Corpus Christi Music Scene
August 4, 2013 @ 9:41 am
Not sure if this was a wise choice. Capaldi is an awesome actor but I cant see him doing it for more than a year and casual American viewers will probably fall off a bit.
Elizabeth Sandifer
August 4, 2013 @ 9:45 am
Of course, given that he's the thirteenth regeneration, doing it for a year does give Moffat a rather meaty plot line for what's likely to be his final season as well…
Triturus
August 4, 2013 @ 9:47 am
Considering Moffat was on record saying he wanted an older Doctor last time, until Matt Smith knocked it out of the park on audition, I guess it's not too much of a surprise that he's gone for an older actor this time round.
I think this'll be good. Quite happy in fact!
Bennett
August 4, 2013 @ 9:48 am
I was hoping that they'd break the youth cycle, but I never dreamed they'd cast someone the same age that Hartnell was when he started.
This might go without saying, but I'm really interested in how this change will be handled.
J Mairs
August 4, 2013 @ 9:53 am
"If you SPACKING Daleks don't spacking SPACK off, I'm going to rip your SPACKING eye stalks out through the back of your skulls and ram it down your bonded polycarbide backsides until you can see up your SPACKING green arses and through Time, you SPACKING blobs of genetically modifed cali-fruking-mari!"
Josh Marsfelder
August 4, 2013 @ 9:56 am
I only have one comment today, and it's more about the Internet fandom then the announcement itself (Capaldi himself seems like a fine choice).
I've seen…quite a few jokes on Twitter about how the real surprise is that a Doctor Who casting rumour was accurate.
Well…Hasn't every casting rumour since 2005 been pretty much dead-on? David Tennant was leaked ahead of time, so was Matt Smith, and both were discussed at length beforehand.
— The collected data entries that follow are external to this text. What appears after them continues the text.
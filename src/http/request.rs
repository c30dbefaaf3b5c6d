//! Request normalization.
//!
//! # Responsibilities
//! - Buffer the request body once into an owned byte buffer
//! - Strip the gateway prefix from the path
//! - Parse the JSON body, unwrapping single-element batch requests
//! - Flag JSON-RPC requests (path `rpc`)
//!
//! # Design Decisions
//! - The raw request is kept alongside the normalized one so `copy()`
//!   re-parses from scratch instead of cloning parsed state
//! - Body views are fresh `Body` values over the shared `Bytes`; reading one
//!   never drains another
//! - Batches with more than one element are served from the first element
//!   with a warning, never rejected

use axum::body::{Body, Bytes};
use serde_json::{Map, Value};
use thiserror::Error;

/// Path prefix every gateway request carries.
pub const API_PREFIX: &str = "/_ah/api/";

/// Canonical path of the JSON-RPC transport.
pub const RPC_PATH: &str = "rpc";

/// Reasons a raw request cannot be normalized.
#[derive(Debug, Clone, PartialEq, Eq, Error)]
pub enum NormalizeError {
    #[error("Invalid request path: {0}")]
    InvalidPath(String),

    #[error("Problem reading request body: {0}")]
    UnreadableBody(String),

    #[error("Problem unmarshalling request body: {0}")]
    MalformedBody(String),

    #[error("Batch request has zero parts")]
    EmptyBatch,

    #[error("JSON request body must be a map: {0}")]
    BodyNotObject(String),
}

impl NormalizeError {
    /// Short label for logs and metrics.
    pub fn kind(&self) -> &'static str {
        match self {
            Self::InvalidPath(_) => "invalid_path",
            Self::UnreadableBody(_) => "unreadable_body",
            Self::MalformedBody(_) => "malformed_body",
            Self::EmptyBatch => "empty_batch",
            Self::BodyNotObject(_) => "body_not_object",
        }
    }
}

/// The request exactly as received: path, query and buffered body.
#[derive(Debug, Clone, PartialEq, Eq)]
pub struct RawRequest {
    pub path: String,
    pub query: Option<String>,
    body: Bytes,
}

impl RawRequest {
    pub fn new(path: impl Into<String>, query: Option<String>, body: impl Into<Bytes>) -> Self {
        Self {
            path: path.into(),
            query,
            body: body.into(),
        }
    }

    /// Read a streaming body into memory, at most `limit` bytes.
    pub async fn buffer(
        path: impl Into<String>,
        query: Option<String>,
        body: Body,
        limit: usize,
    ) -> Result<Self, NormalizeError> {
        let bytes = axum::body::to_bytes(body, limit)
            .await
            .map_err(|e| NormalizeError::UnreadableBody(e.to_string()))?;
        Ok(Self::new(path, query, bytes))
    }

    pub fn body_bytes(&self) -> &Bytes {
        &self.body
    }

    /// A fresh readable view of the buffered body.
    pub fn body(&self) -> Body {
        Body::from(self.body.clone())
    }
}

/// A gateway request in canonical form.
#[derive(Debug, Clone, PartialEq)]
pub struct NormalizedRequest {
    /// Path with the gateway prefix removed.
    pub path: String,
    pub query: Option<String>,
    pub body_json: Map<String, Value>,
    pub is_batch: bool,
    pub request_id: String,
    /// Canonical body bytes handed downstream (batch wrapper removed).
    body: Bytes,
    raw: RawRequest,
}

impl NormalizedRequest {
    /// Re-derive an independent request from the same raw input.
    pub fn copy(&self) -> Result<Self, NormalizeError> {
        let mut copy = normalize_raw(self.raw.clone())?;
        copy.request_id = self.request_id.clone();
        Ok(copy)
    }

    /// JSON-RPC requests are all sent to `/_ah/api/rpc`, with API name,
    /// version and method carried in the body.
    pub fn is_rpc(&self) -> bool {
        self.path == RPC_PATH
    }

    pub fn with_request_id(mut self, request_id: impl Into<String>) -> Self {
        self.request_id = request_id.into();
        self
    }

    /// The JSON-RPC `id` member, if the body carried one.
    pub fn rpc_id(&self) -> Option<Value> {
        self.body_json.get("id").cloned()
    }

    pub fn body_bytes(&self) -> &Bytes {
        &self.body
    }

    /// A fresh readable view of the canonical body.
    pub fn body(&self) -> Body {
        Body::from(self.body.clone())
    }

    pub fn raw(&self) -> &RawRequest {
        &self.raw
    }
}

/// Normalize a path and body into a canonical request.
pub fn normalize(raw_path: &str, raw_body: &[u8]) -> Result<NormalizedRequest, NormalizeError> {
    normalize_raw(RawRequest::new(raw_path, None, Bytes::copy_from_slice(raw_body)))
}

/// Normalize an already buffered raw request, keeping it for later copies.
pub fn normalize_raw(raw: RawRequest) -> Result<NormalizedRequest, NormalizeError> {
    let path = raw
        .path
        .strip_prefix(API_PREFIX)
        .ok_or_else(|| NormalizeError::InvalidPath(raw.path.clone()))?
        .to_string();

    let parsed = if raw.body.is_empty() {
        Value::Object(Map::new())
    } else {
        serde_json::from_slice::<Value>(&raw.body)
            .map_err(|e| NormalizeError::MalformedBody(e.to_string()))?
    };

    let (body_json, body, is_batch) = match parsed {
        Value::Array(mut parts) => {
            match parts.len() {
                0 => return Err(NormalizeError::EmptyBatch),
                1 => {}
                n => tracing::warn!(
                    parts = n,
                    "Batch requests with more than 1 element aren't supported, only the first element will be handled"
                ),
            }
            tracing::debug!("Converting batch request to single request");

            let first = parts.swap_remove(0);
            let body_json = into_object(first)?;
            let body = serde_json::to_vec(&body_json)
                .map_err(|e| NormalizeError::MalformedBody(e.to_string()))?;
            (body_json, Bytes::from(body), true)
        }
        other => (into_object(other)?, raw.body.clone(), false),
    };

    Ok(NormalizedRequest {
        path,
        query: raw.query.clone(),
        body_json,
        is_batch,
        request_id: String::new(),
        body,
        raw,
    })
}

fn into_object(value: Value) -> Result<Map<String, Value>, NormalizeError> {
    match value {
        Value::Object(map) => Ok(map),
        other => Err(NormalizeError::BodyNotObject(other.to_string())),
    }
}

#[cfg(test)]
mod tests {
    use super::*;
    use serde_json::json;
    use std::io;
    use std::sync::{Arc, Mutex};

    #[derive(Clone, Default)]
    struct CapturedLogs(Arc<Mutex<Vec<u8>>>);

    impl CapturedLogs {
        fn contents(&self) -> String {
            String::from_utf8_lossy(&self.0.lock().unwrap()).into_owned()
        }
    }

    impl io::Write for CapturedLogs {
        fn write(&mut self, buf: &[u8]) -> io::Result<usize> {
            self.0.lock().unwrap().extend_from_slice(buf);
            Ok(buf.len())
        }

        fn flush(&mut self) -> io::Result<()> {
            Ok(())
        }
    }

    fn with_captured_logs<T>(f: impl FnOnce() -> T) -> (T, String) {
        let logs = CapturedLogs::default();
        let writer = logs.clone();
        let subscriber = tracing_subscriber::fmt()
            .with_writer(move || writer.clone())
            .with_max_level(tracing::Level::WARN)
            .with_ansi(false)
            .finish();
        let result = tracing::subscriber::with_default(subscriber, f);
        (result, logs.contents())
    }

    fn object(value: Value) -> Map<String, Value> {
        value.as_object().cloned().unwrap()
    }

    #[test]
    fn test_single_object_body() {
        let req = normalize("/_ah/api/foo", br#"{"a":1}"#).unwrap();
        assert_eq!(req.path, "foo");
        assert!(!req.is_batch);
        assert!(!req.is_rpc());
        assert_eq!(req.body_json, object(json!({"a": 1})));
        assert_eq!(req.request_id, "");
        assert_eq!(req.body_bytes().as_ref(), br#"{"a":1}"#);
    }

    #[test]
    fn test_empty_body_is_empty_map() {
        let req = normalize("/_ah/api/guestbook/v1/greetings", b"").unwrap();
        assert_eq!(req.path, "guestbook/v1/greetings");
        assert!(req.body_json.is_empty());
        assert!(!req.is_batch);
    }

    #[test]
    fn test_single_element_batch() {
        let req = normalize("/_ah/api/rpc", br#"[{"a":1}]"#).unwrap();
        assert!(req.is_batch);
        assert!(req.is_rpc());
        assert_eq!(req.body_json, object(json!({"a": 1})));
        assert_eq!(req.body_bytes().as_ref(), br#"{"a":1}"#);
    }

    #[test]
    fn test_multi_element_batch_uses_first() {
        let (req, logs) = with_captured_logs(|| normalize("/_ah/api/rpc", br#"[{"a":1},{"b":2}]"#));
        let req = req.unwrap();
        assert!(req.is_batch);
        assert_eq!(req.body_json, object(json!({"a": 1})));
        assert_eq!(req.body_bytes().as_ref(), br#"{"a":1}"#);

        assert!(logs.contains("WARN"), "expected a warning, got: {logs}");
        assert!(logs.contains("parts=2"), "expected the element count, got: {logs}");
    }

    #[test]
    fn test_single_element_batch_does_not_warn() {
        let (req, logs) = with_captured_logs(|| normalize("/_ah/api/rpc", br#"[{"a":1}]"#));
        assert!(req.unwrap().is_batch);
        assert!(!logs.contains("WARN"), "unexpected warning: {logs}");
    }

    #[test]
    fn test_empty_batch() {
        let err = normalize("/_ah/api/rpc", b"[]").unwrap_err();
        assert_eq!(err, NormalizeError::EmptyBatch);
    }

    #[test]
    fn test_invalid_path() {
        let err = normalize("/api/foo", b"{}").unwrap_err();
        assert!(matches!(err, NormalizeError::InvalidPath(ref p) if p == "/api/foo"));

        let err = normalize("/_ah/api", b"{}").unwrap_err();
        assert_eq!(err.kind(), "invalid_path");
    }

    #[test]
    fn test_malformed_body() {
        let err = normalize("/_ah/api/foo", b"{not json").unwrap_err();
        assert!(matches!(err, NormalizeError::MalformedBody(_)));
    }

    #[test]
    fn test_body_not_object() {
        let err = normalize("/_ah/api/foo", b"42").unwrap_err();
        assert!(matches!(err, NormalizeError::BodyNotObject(_)));

        let err = normalize("/_ah/api/foo", br#"["a"]"#).unwrap_err();
        assert!(matches!(err, NormalizeError::BodyNotObject(ref v) if v == "\"a\""));
    }

    #[test]
    fn test_rpc_only_exact_path() {
        assert!(!normalize("/_ah/api/rpc/x", b"").unwrap().is_rpc());
        assert!(!normalize("/_ah/api/RPC", b"").unwrap().is_rpc());
    }

    #[test]
    fn test_copy_is_idempotent() {
        let req = normalize("/_ah/api/rpc", br#"[{"method":"greetings.get","id":"x"}]"#)
            .unwrap()
            .with_request_id("abc");

        let first = req.copy().unwrap();
        let second = req.copy().unwrap();
        assert_eq!(first, second);
        assert_eq!(first, req);
        assert_eq!(first.body_json, second.body_json);
        assert_eq!(first.is_batch, second.is_batch);
        assert_eq!(second.request_id, "abc");
    }

    #[test]
    fn test_rpc_id() {
        let req = normalize("/_ah/api/rpc", br#"{"id": "gapiRpc", "method": "m"}"#).unwrap();
        assert_eq!(req.rpc_id(), Some(json!("gapiRpc")));

        let req = normalize("/_ah/api/rpc", b"{}").unwrap();
        assert_eq!(req.rpc_id(), None);

        let req = normalize("/_ah/api/rpc", br#"{"id": null}"#).unwrap();
        assert_eq!(req.rpc_id(), Some(Value::Null));
    }

    #[tokio::test]
    async fn test_body_views_are_independent() {
        let raw = RawRequest::buffer("/_ah/api/foo", None, Body::from(r#"{"a":1}"#), 1024)
            .await
            .unwrap();
        let req = normalize_raw(raw).unwrap();

        let first = axum::body::to_bytes(req.body(), 1024).await.unwrap();
        let second = axum::body::to_bytes(req.body(), 1024).await.unwrap();
        assert_eq!(first, second);
        assert_eq!(first.as_ref(), br#"{"a":1}"#);

        let raw_view = axum::body::to_bytes(req.raw().body(), 1024).await.unwrap();
        assert_eq!(raw_view, first);
    }

    #[tokio::test]
    async fn test_buffer_limit() {
        let err = RawRequest::buffer("/_ah/api/foo", None, Body::from(vec![b'x'; 64]), 16)
            .await
            .unwrap_err();
        assert_eq!(err.kind(), "unreadable_body");
    }
}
Seems like another example of revisionist fan history to me.
Elizabeth Sandifer
August 4, 2013 @ 9:58 am
Not nearly as revisionist as treating Smith's emerging as the frontrunner (or even as a plausible candidate) the day he was announced as being "discussed at length beforehand," surely. 🙂
Triturus
August 4, 2013 @ 9:59 am
http://geek-news.mtv.com/2013/08/01/leaked-doctor-who-script-pages-confirm-peter-capaldi-as-the-new-doctor/
🙂
prandeamus
August 4, 2013 @ 9:59 am
How long before the Daily Mail runs an outrage piece? You know, impressionable innocent fans find foul mouthed Spin Doctor Who on YouTube …
Another fan-who like David Tennant, which is interesting…
I think it is good for the show in the long run to break the youth fetish. It might have an impact on the show's young female feel demographic but Capaldi is a fine actor and I think he'll do well.
storiteller
August 4, 2013 @ 10:00 am
It was quite odd as a American watching the special, because I had no idea who the large majority of the celebrities they were interviewing were. I wish they had provided a little description of the significance of each person!
As for the actual 12th doctor, I was really hoping for not a white dude, although I don't trust Stephen Moffat to handle a female doctor. I haven't seen anything with Capaldi in it, so I'll have to go check it out now.
dm
August 4, 2013 @ 10:01 am
From youngest to joint eldest, unless I'm mistaken. I've always loved Peter Capaldi. Check him out in Local Hero for some Matt Smith drunken giraffe running.
Josh Marsfelder
August 4, 2013 @ 10:02 am
Well, I defer to your superior expertise in that case. My memory of Doctor Who in 2009-1010 is composed primarily of being profoundly uninterested in it thanks to the last few RTD seasons and having a distinct impression Smith was announced after him being a frontrunner.
The memory cheats.
dm
August 4, 2013 @ 10:02 am
This comment has been removed by the author.
tom jones
August 4, 2013 @ 10:03 am
Try the film Local Hero from about 1984 with Burt Lancaster. Or Dangerous Liaisons (I think he was the John Malkovich's character's valet)
Bennett
August 4, 2013 @ 10:03 am
You haven't seen The Fires of Pompeii?
Pen Name Pending
August 4, 2013 @ 10:04 am
I'm not familiar with his work, but will he actually use his Scottish accent? That would be nice. Personally, I think this could be a bad time for a female or black Doctor: she'd be written too close to River Song, and if this next Doctor is really the 13th and thus probably with a darker personality…having him played by a black man would fall into a pit of cliches. I'd like to see a female Doctor take on their own era, rather than be on the end of another one.
dm
August 4, 2013 @ 10:04 am
And, like David Tennant, another Scot. That's the third! I wonder if he'll use his accent…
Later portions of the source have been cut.